This library is designed to make writing Node.js-based add-ons as simple as possible while improving on the design limitations of its predecessor, Atlassian Connect Express - HipChat.

This is an early, alpha-quality release, but can be used to build real add-ons today. Future versions may include backward-incompatible changes.

Getting started

For a simple alternative to the following set up instructions, you may consider using the Vagrant starter project to get up and running quickly.

Dependencies

If you're already comfortable with Node.js, the main thing you need to know to get started is that Koa (and therefore this library) requires Node v0.11.x. Using nvm to manage multiple instances of Node is recommended. If you need more help with Node, nvm, or npm, please start with their public documentation.

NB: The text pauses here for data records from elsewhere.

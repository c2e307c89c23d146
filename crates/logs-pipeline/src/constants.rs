// Copyright 2025-Present Datadog, Inc. https://www.datadoghq.com/
// SPDX-License-Identifier: Apache-2.0

//! Default limits and tuning values for the logs pipeline.
//!
//! Every value here is only a default: [`crate::config::Config`] carries the
//! effective settings and is passed explicitly at construction.

use std::time::Duration;

/// Default number of records that seals a batch and triggers a flush.
pub const DEFAULT_BATCH_SIZE: usize = 100;

/// Default period of the background flush timer.
pub const DEFAULT_FLUSH_INTERVAL: Duration = Duration::from_secs(5);

/// Default number of retries after the first delivery attempt.
pub const DEFAULT_MAX_RETRIES: u32 = 3;

/// Default base wait before the first retry.
pub const DEFAULT_MIN_BACKOFF: Duration = Duration::from_secs(1);

/// Default cap for the exponential part of the retry wait.
pub const DEFAULT_MAX_BACKOFF: Duration = Duration::from_secs(60);

/// Default consecutive failures that open the circuit.
pub const DEFAULT_FAILURE_THRESHOLD: u32 = 5;

/// Default time the circuit stays open before allowing a trial delivery.
pub const DEFAULT_OPEN_DURATION: Duration = Duration::from_secs(30);

/// Default HTTP request timeout of the intake client.
pub const DEFAULT_TIMEOUT: Duration = Duration::from_secs(30);

/// Default intake base URL.
pub const DEFAULT_BASE_URL: &str = "https://api.logward.dev";

/// Intake path appended to the base URL.
pub(crate) const INGEST_PATH: &str = "/api/v1/ingest";

/// Default zstd level used when compression is enabled.
pub const DEFAULT_COMPRESSION_LEVEL: i32 = 3;

/// Maximum number of records the intake accepts in a single batch.
///
/// Enforced when a batch is validated before delivery, and as an upper bound
/// on the configured batch size so sealed batches always fit.
pub const MAX_BATCH_ENTRIES_SIZE: usize = 1000;

/// Maximum length of the source (service) label of a record.
pub const MAX_SOURCE_LENGTH: usize = 100;

/// Deadline of the final drain performed when the pipeline stops.
pub const SHUTDOWN_FLUSH_TIMEOUT: Duration = Duration::from_secs(10);

/// `User-Agent` sent by the HTTP deliverer.
pub(crate) const USER_AGENT: &str = concat!("logs-pipeline/", env!("CARGO_PKG_VERSION"));
//! Mobility model names.

use std::fmt;
use std::str::FromStr;

use crate::MobilityError;

/// Which movement rule a scenario uses.
#[derive(Copy, Clone, Debug, PartialEq, Eq, Hash)]
#[cfg_attr(feature = "serde", derive(serde::Serialize, serde::Deserialize))]
pub enum ModelKind {
    RandomWaypoint,
    RandomDirection,
    Enterprise,
}

impl ModelKind {
    pub const ALL: [ModelKind; 3] = [
        ModelKind::RandomWaypoint,
        ModelKind::RandomDirection,
        ModelKind::Enterprise,
    ];

    pub fn as_str(self) -> &'static str {
        match self {
            ModelKind::RandomWaypoint  => "RandomWaypoint",
            ModelKind::RandomDirection => "RandomDirection",
            ModelKind::Enterprise      => "Enterprise",
        }
    }
}

impl FromStr for ModelKind {
    type Err = MobilityError;

    /// Accepts the canonical names, ignoring ASCII case and surrounding
    /// whitespace.
    fn from_str(s: &str) -> Result<Self, Self::Err> {
        let name = s.trim();
        ModelKind::ALL
            .into_iter()
            .find(|k| k.as_str().eq_ignore_ascii_case(name))
            .ok_or_else(|| MobilityError::UnsupportedModel(name.to_owned()))
    }
}

impl fmt::Display for ModelKind {
    fn fmt(&self, f: &mut fmt::Formatter<'_>) -> fmt::Result {
        f.write_str(self.as_str())
    }
}
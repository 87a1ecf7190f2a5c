//! `cov-sim` — one trial of a coverage scenario.
//!
//! # Step loop
//!
//! ```text
//! for t in 0..duration:
//!   for agent in ascending AgentId:
//!     ① move    — agent's mobility model mutates its position
//!     ② stamp   — grid.stamp(trunc(x), trunc(y), key)
//!                 key = t when history is enabled, else 0
//!     ③ trace   — observer.on_position(id, t, x, y)
//!   ④ sample    — if history is enabled and t >= window - 1:
//!                 push grid.coverage_across_history()
//!
//! metric = mean(samples)                       (history enabled)
//!        = grid.coverage_across_history()      (history disabled)
//! ```
//!
//! # Quick-start
//!
//! ```rust,ignore
//! use cov_sim::{NoopObserver, Simulator};
//!
//! let mut sim = Simulator::new(&config)?;
//! let coverage = sim.run(&mut NoopObserver);
//! ```

pub mod agent;
pub mod error;
pub mod observer;
pub mod sim;


pub use agent::Agent;
pub use error::{SimError, SimResult};
pub use observer::{NoopObserver, PositionRow, SimObserver};
pub use sim::Simulator;
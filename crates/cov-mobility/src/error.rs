use thiserror::Error;

#[derive(Debug, Error)]
pub enum MobilityError {
    #[error("unsupported mobility model {0:?}: expected RandomWaypoint, RandomDirection, or Enterprise")]
    UnsupportedModel(String),
}

pub type MobilityResult<T> = Result<T, MobilityError>;
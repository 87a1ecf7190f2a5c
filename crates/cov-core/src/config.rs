//! Per-scenario parameter record.
//!
//! `ScenarioConfig` is produced by an external loader (one record per
//! scenario) and handed to the simulator once per repetition.  Everything
//! except `seed` is fixed for the life of the scenario; the batch layer
//! advances the seed between repetitions.

use crate::{Area, CovError, CovResult};

/// One scenario's parameters.
#[derive(Clone, Debug, PartialEq)]
#[cfg_attr(feature = "serde", derive(serde::Serialize, serde::Deserialize))]
pub struct ScenarioConfig {
    /// Number of mobile sinks.
    pub agent_count: u32,

    /// Bounded rectangle the agents roam in; also the coverage grid size.
    pub area: Area,

    /// Number of discrete time steps per trial.
    pub duration: u32,

    /// Communication radius in cells.
    pub comm_radius: f64,

    /// Mobility model name as received from the loader
    /// (`RandomWaypoint`, `RandomDirection`, `Enterprise`).  Parsed when the
    /// trial is constructed so an unknown name fails only its own scenario.
    pub model_kind: String,

    /// Lower bound of trip / travel speed (cells per step).
    pub min_speed: f64,

    /// Upper bound of trip / travel speed (cells per step).
    pub max_speed: f64,

    /// Pause length in steps.  RandomWaypoint waits exactly this long after
    /// each trip; RandomDirection draws a wait uniformly in `[0, wait_time]`.
    pub wait_time: u32,

    /// Seed of the current repetition.
    pub seed: i64,

    /// Number of time slots kept for cumulative coverage.  Values `<= 1`
    /// disable history tracking (effective window of one slot).
    pub history_window: i32,

    /// Where the external sink should write per-step positions, if anywhere.
    pub log_path: Option<String>,
}

impl ScenarioConfig {
    /// `true` when coverage is sampled over a sliding window of more than one
    /// slot.
    #[inline]
    pub fn history_enabled(&self) -> bool {
        self.history_window > 1
    }

    /// Number of ring-buffer slots the coverage grid must hold (at least 1).
    #[inline]
    pub fn effective_window(&self) -> usize {
        self.history_window.max(1) as usize
    }

    /// Copy of `self` with a different seed.
    pub fn with_seed(&self, seed: i64) -> Self {
        Self { seed, ..self.clone() }
    }

    /// Check the numeric fields a trial relies on.
    ///
    /// Called at simulator construction so a malformed record fails only the
    /// scenario it belongs to.
    pub fn validate(&self) -> CovResult<()> {
        if self.area.width == 0 || self.area.height == 0 {
            return Err(CovError::EmptyArea {
                width:  self.area.width,
                height: self.area.height,
            });
        }
        if !self.min_speed.is_finite()
            || !self.max_speed.is_finite()
            || self.min_speed < 0.0
            || self.min_speed > self.max_speed
        {
            return Err(CovError::SpeedRange {
                min: self.min_speed,
                max: self.max_speed,
            });
        }
        if !self.comm_radius.is_finite() || self.comm_radius < 0.0 {
            return Err(CovError::Config(format!(
                "communication radius must be a finite non-negative number, got {}",
                self.comm_radius
            )));
        }
        Ok(())
    }
}
use thiserror::Error;

#[derive(Debug, Error)]
pub enum GridError {
    #[error("grid area {width}x{height} has no cells")]
    EmptyArea { width: u32, height: u32 },

    #[error("history window must hold at least one slot")]
    ZeroWindow,

    #[error("disk radius must be finite and non-negative, got {0}")]
    Radius(f64),
}

pub type GridResult<T> = Result<T, GridError>;
//! Plain result row handed to the external sink.

/// Aggregated outcome of one scenario.
#[derive(Debug, Clone, PartialEq)]
#[cfg_attr(feature = "serde", derive(serde::Serialize, serde::Deserialize))]
pub struct ResultRow {
    pub model_kind:       String,
    /// Seed after every repetition's advance.
    pub final_seed:       i64,
    pub agent_count:      u32,
    pub comm_radius:      f64,
    pub log_path:         Option<String>,
    /// Mean coverage over all repetitions, already rounded to 2 decimals.
    pub average_coverage: f64,
}

impl ResultRow {
    /// Field names in [`to_record`][Self::to_record] order.
    pub const HEADERS: [&'static str; 6] = [
        "model_kind",
        "final_seed",
        "agent_count",
        "comm_radius",
        "log_path",
        "average_coverage",
    ];

    /// Coverage as a fixed two-decimal string.
    pub fn coverage_field(&self) -> String {
        format!("{:.2}", self.average_coverage)
    }

    /// All six fields rendered as strings; a missing log path is empty.
    pub fn to_record(&self) -> [String; 6] {
        [
            self.model_kind.clone(),
            self.final_seed.to_string(),
            self.agent_count.to_string(),
            self.comm_radius.to_string(),
            self.log_path.clone().unwrap_or_default(),
            self.coverage_field(),
        ]
    }
}

/// Round half away from zero to two decimal places.
pub fn round2(value: f64) -> f64 {
    (value * 100.0).round() / 100.0
}
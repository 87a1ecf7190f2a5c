//! A mobile sink: position plus its own mobility model.

use cov_core::{AgentId, Point, SimRng};
use cov_mobility::{MobilityModel, MobilityParams};

/// One mobile sink.  Owns its position and a private model instance; no
/// motion state is shared between agents.
#[derive(Clone, Debug)]
pub struct Agent {
    pub id:       AgentId,
    pub position: Point,
    pub model:    MobilityModel,
}

impl Agent {
    pub fn new(id: AgentId, position: Point, model: MobilityModel) -> Self {
        Self { id, position, model }
    }

    /// Advance this agent by one time step, mutating its position in place.
    #[inline]
    pub fn step(&mut self, params: &MobilityParams, rng: &mut SimRng) {
        self.model.step(&mut self.position, params, rng);
    }
}
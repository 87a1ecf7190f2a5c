//! Unit tests for cov-batch.

use cov_core::{Area, ScenarioConfig};

use crate::BatchConfig;

// ── Helpers ───────────────────────────────────────────────────────────────────

fn scenario(model: &str, seed: i64) -> ScenarioConfig {
    ScenarioConfig {
        agent_count:    3,
        area:           Area::new(30, 30),
        duration:       25,
        comm_radius:    2.0,
        model_kind:     model.into(),
        min_speed:      1.0,
        max_speed:      2.0,
        wait_time:      1,
        seed,
        history_window: 4,
        log_path:       None,
    }
}

fn batch(repetitions: u32, workers: usize) -> BatchConfig {
    BatchConfig { repetitions, workers, ..BatchConfig::default() }
}

fn mixed_scenarios() -> Vec<ScenarioConfig> {
    vec![
        scenario("RandomWaypoint", 1),
        scenario("RandomDirection", 2),
        scenario("Enterprise", 3),
        scenario("RandomWaypoint", 4),
        scenario("Enterprise", 5),
    ]
}

// ── Config & rows ─────────────────────────────────────────────────────────────

#[cfg(test)]
mod rows {
    use super::*;
    use crate::ResultRow;
    use crate::row::round2;

    #[test]
    fn defaults() {
        let cfg = BatchConfig::default();
        assert_eq!(cfg.repetitions, 1000);
        assert_eq!(cfg.workers, 12);
        assert_eq!(cfg.seed_stride, 10);
        assert_eq!(cfg.final_seed(7), 7 + 10_000);
    }

    #[test]
    fn rounding() {
        assert_eq!(round2(5.0), 5.0);
        assert_eq!(round2(12.3456), 12.35);
        assert_eq!(round2(0.004), 0.0);
    }

    #[test]
    fn record_fields() {
        let row = ResultRow {
            model_kind:       "Enterprise".into(),
            final_seed:       130,
            agent_count:      4,
            comm_radius:      2.5,
            log_path:         None,
            average_coverage: 5.0,
        };
        assert_eq!(row.to_record(), ["Enterprise", "130", "4", "2.5", "", "5.00"]);
        assert_eq!(ResultRow::HEADERS.len(), 6);
    }
}

// ── Single scenario ───────────────────────────────────────────────────────────

#[cfg(test)]
mod scenario_runs {
    use super::*;
    use crate::BatchRunner;
    use crate::row::round2;
    use cov_sim::{NoopObserver, Simulator};

    #[test]
    fn zero_duration_averages_to_zero() {
        let mut cfg = scenario("RandomWaypoint", 9);
        cfg.agent_count = 1;
        cfg.area = Area::new(100, 100);
        cfg.min_speed = 1.0;
        cfg.max_speed = 1.0;
        cfg.wait_time = 0;
        cfg.duration = 0;
        cfg.history_window = 0;
        let row = BatchRunner::new(BatchConfig::default()).run_scenario(&cfg).unwrap();
        assert_eq!(row.coverage_field(), "0.00");
        assert_eq!(row.final_seed, 9 + 10 * 1000);
    }

    #[test]
    fn average_over_strided_seeds() {
        let cfg = scenario("RandomDirection", 100);
        let row = BatchRunner::new(batch(3, 1)).run_scenario(&cfg).unwrap();

        let expected: f64 = [100, 110, 120]
            .iter()
            .map(|&s| Simulator::new(&cfg.with_seed(s)).unwrap().run(&mut NoopObserver))
            .sum::<f64>()
            / 3.0;
        assert_eq!(row.average_coverage, round2(expected));
        assert_eq!(row.final_seed, 130);
        assert_eq!(row.model_kind, "RandomDirection");
        assert_eq!(row.agent_count, 3);
    }

    #[test]
    fn zero_repetitions() {
        let row = BatchRunner::new(batch(0, 1)).run_scenario(&scenario("Enterprise", 4)).unwrap();
        assert_eq!(row.average_coverage, 0.0);
        assert_eq!(row.final_seed, 4);
    }

    #[test]
    fn unsupported_model_is_an_error() {
        let result = BatchRunner::new(batch(2, 1)).run_scenario(&scenario("Levy", 1));
        assert!(result.is_err());
    }
}

// ── Whole batch ───────────────────────────────────────────────────────────────

#[cfg(test)]
mod batches {
    use super::*;
    use crate::BatchRunner;

    #[test]
    fn slots_follow_submission_order() {
        let scenarios = mixed_scenarios();
        let slots = BatchRunner::new(batch(4, 3)).run(&scenarios).unwrap();
        assert_eq!(slots.len(), scenarios.len());
        for (slot, cfg) in slots.iter().zip(&scenarios) {
            let row = slot.as_ref().unwrap();
            assert_eq!(row.model_kind, cfg.model_kind);
            assert_eq!(row.final_seed, cfg.seed + 40);
        }
    }

    #[test]
    fn deterministic_across_runs_and_worker_counts() {
        let scenarios = mixed_scenarios();
        let serial = BatchRunner::new(batch(6, 1)).run(&scenarios).unwrap();
        let parallel = BatchRunner::new(batch(6, 4)).run(&scenarios).unwrap();
        let again = BatchRunner::new(batch(6, 4)).run(&scenarios).unwrap();
        assert_eq!(serial, parallel);
        assert_eq!(parallel, again);
        for (a, b) in serial.iter().flatten().zip(parallel.iter().flatten()) {
            assert_eq!(a.average_coverage.to_bits(), b.average_coverage.to_bits());
        }
    }

    #[test]
    fn failed_scenario_is_skipped() {
        let mut scenarios = mixed_scenarios();
        scenarios[1].model_kind = "Levy".into();
        scenarios[3].min_speed = 5.0;
        scenarios[3].max_speed = 1.0;

        let slots = BatchRunner::new(batch(3, 4)).run(&scenarios).unwrap();
        assert!(slots[0].is_some());
        assert!(slots[1].is_none());
        assert!(slots[2].is_some());
        assert!(slots[3].is_none());
        assert!(slots[4].is_some());
    }

    #[test]
    fn run_into_writes_successful_rows_in_order() {
        let mut scenarios = mixed_scenarios();
        scenarios[2].model_kind = "Manhattan".into();

        let mut sink: Vec<crate::ResultRow> = Vec::new();
        let written = BatchRunner::new(batch(2, 2)).run_into(&scenarios, &mut sink).unwrap();
        assert_eq!(written, 4);
        let seeds: Vec<i64> = sink.iter().map(|r| r.final_seed).collect();
        assert_eq!(seeds, [1 + 20, 2 + 20, 4 + 20, 5 + 20]);
    }

    #[test]
    fn empty_batch() {
        let slots = BatchRunner::new(batch(2, 2)).run(&[]).unwrap();
        assert!(slots.is_empty());
    }
}

// ── Traces ────────────────────────────────────────────────────────────────────

#[cfg(test)]
mod traces {
    use super::*;
    use crate::{BatchRunner, MemoryTraces, TraceSinks};
    use cov_sim::Simulator;

    #[test]
    fn trace_holds_only_last_repetition() {
        let mut cfg = scenario("RandomWaypoint", 50);
        cfg.log_path = Some("traces/rw.csv".into());

        let runner = BatchRunner::with_traces(batch(3, 1), MemoryTraces::new());
        let row = runner.run_scenario(&cfg).unwrap();
        assert_eq!(row.log_path.as_deref(), Some("traces/rw.csv"));

        let stored = runner.traces().get("traces/rw.csv").unwrap();
        assert_eq!(stored.len(), 3 * 25);

        // Replay the last repetition (seed 50 + 2 × 10) independently.
        let reference = MemoryTraces::new();
        let mut obs = reference.open("last").unwrap();
        Simulator::new(&cfg.with_seed(70)).unwrap().run(&mut obs);
        assert_eq!(reference.get("last").unwrap(), stored);
    }

    #[test]
    fn scenarios_without_path_leave_no_trace() {
        let traces = MemoryTraces::new();
        let runner = BatchRunner::with_traces(batch(2, 2), traces.clone());
        let mut scenarios = mixed_scenarios();
        scenarios[0].log_path = Some("a".into());
        scenarios[4].log_path = Some("b".into());
        runner.run(&scenarios).unwrap();
        assert_eq!(traces.paths(), ["a", "b"]);
    }

    #[test]
    fn open_truncates_previous_trace() {
        let traces = MemoryTraces::new();
        let cfg = scenario("Enterprise", 1);
        let mut obs = traces.open("p").unwrap();
        Simulator::new(&cfg).unwrap().run(&mut obs);
        assert!(!traces.get("p").unwrap().is_empty());

        let _reopened = traces.open("p").unwrap();
        assert_eq!(traces.get("p").unwrap(), Vec::new());
    }
}

// ── Sink failures ─────────────────────────────────────────────────────────────

#[cfg(test)]
mod sink_errors {
    use std::io;

    use super::*;
    use crate::{BatchError, BatchResult, BatchRunner, NoTraces, ResultRow, ResultSink, TraceSinks};
    use cov_sim::NoopObserver;

    struct ReadOnlySink;

    impl ResultSink for ReadOnlySink {
        fn write_rows(&mut self, _rows: &[ResultRow]) -> BatchResult<()> {
            Err(io::Error::new(io::ErrorKind::PermissionDenied, "read-only").into())
        }
    }

    /// Refuses any path under `locked/`.
    struct LockedTraces;

    impl TraceSinks for LockedTraces {
        type Observer = NoopObserver;

        fn open(&self, path: &str) -> BatchResult<NoopObserver> {
            if path.starts_with("locked/") {
                Err(BatchError::Trace { path: path.into(), reason: "locked".into() })
            } else {
                NoTraces.open(path)
            }
        }
    }

    #[test]
    fn result_sink_io_error_propagates() {
        let err = BatchRunner::new(batch(1, 1))
            .run_into(&mixed_scenarios(), &mut ReadOnlySink)
            .unwrap_err();
        assert!(matches!(err, BatchError::Io(_)));
    }

    #[test]
    fn trace_open_error_fails_only_its_scenario() {
        let mut scenarios = mixed_scenarios();
        scenarios[0].log_path = Some("locked/a.csv".into());
        scenarios[2].log_path = Some("open/b.csv".into());
        let runner = BatchRunner::with_traces(batch(2, 2), LockedTraces);

        let err = runner.run_scenario(&scenarios[0]).unwrap_err();
        assert!(matches!(err, BatchError::Trace { ref path, .. } if path == "locked/a.csv"));

        let slots = runner.run(&scenarios).unwrap();
        assert!(slots[0].is_none());
        assert!(slots[1..].iter().all(Option::is_some));
    }
}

By default, ac-koa-hipchat expects Redis to be available, for the persistence of tenant installations. You can provide your own persistent store implementation if necessary, though that is a more advanced topic that will be treated elsewhere. See the ac-node library for the Redis store implementation and compatibility tests as a guide if you need a custom store, otherwise make sure you have Redis installed and running locally.

A first add-on

Writing basic HipChat add-ons with ac-koa-hipchat requires very little code to get up and running. Here's an example of a simple yet complete add-on, in two files:

web.js

var ack = require('ac-koa').require('hipchat');
var pkg = require('./package.json');
var app = ack(pkg);

var addon = app.addon()
  .hipchat()
  .allowRoom(true)
  .scopes('send_notification');

addon.webhook('room_message', /^\/hello$/, function *() {
  yield this.roomClient.sendNotification('Hi, ' + this.sender.name + '!');
});

app.listen();

package.json

{
  "name": "ac-koa-hipchat-greeter",
  "displayName": "HipChat Greeter Example Add-on",
  "description": "Greets people when they type /hello in chat",
  "version": "0.1.0",
  "author": {
    "name": "Atlassian",
    "url": "http://atlassian.com"
  },
  "license": "Apache 2.0",
  "engines": {
    "node": "~0.11.13"
  },
  "scripts": {
    "web": "node --harmony web.js",
    "web-dev": "nodemon --harmony -e js,css,hbs,html",
    "tunnel": "ngrok 3000"
  },
  "development": {
    "port": 3000
  },
  "production": {
    "localBaseUrl": "https://hipchat-greeter-example.herokuapp.com",
    "redisEnv": "REDISCLOUD_URL",
    "port": "$PORT"
  },
  "dependencies": {
    "ac-koa": "^0.2.3",
    "ac-koa-hipchat": "^0.2.4"
  }
}

Running the server

To run this example yourself, add these files to a new directory and run the following commands there:

$ npm install
$ npm run web

If the server started as expected, you'll see something like the following emitted:

info: Atlassian Connect add-on started at http://hostname.local:3000

To double check that the server is running correctly, try requesting it's add-on descriptor:

$ curl http://hostname.local:3000/addon/capabilities

A successful request will return a HipChat capabilities descriptor for the add-on.

Optimizing your dev loop

To get the server to restart automatically when code changes, nodemon is recommended, and can be installed by simply running the following:

$ npm install -g nodemon

Then you can run this command to start the server for development:

$ npm run web-dev

In the example above, nodemon is set up to monitor js, json, css, and hbs (handlebars) files. If your add-on use additional file types, you may want to add them to the web-dev script configuration in package.json.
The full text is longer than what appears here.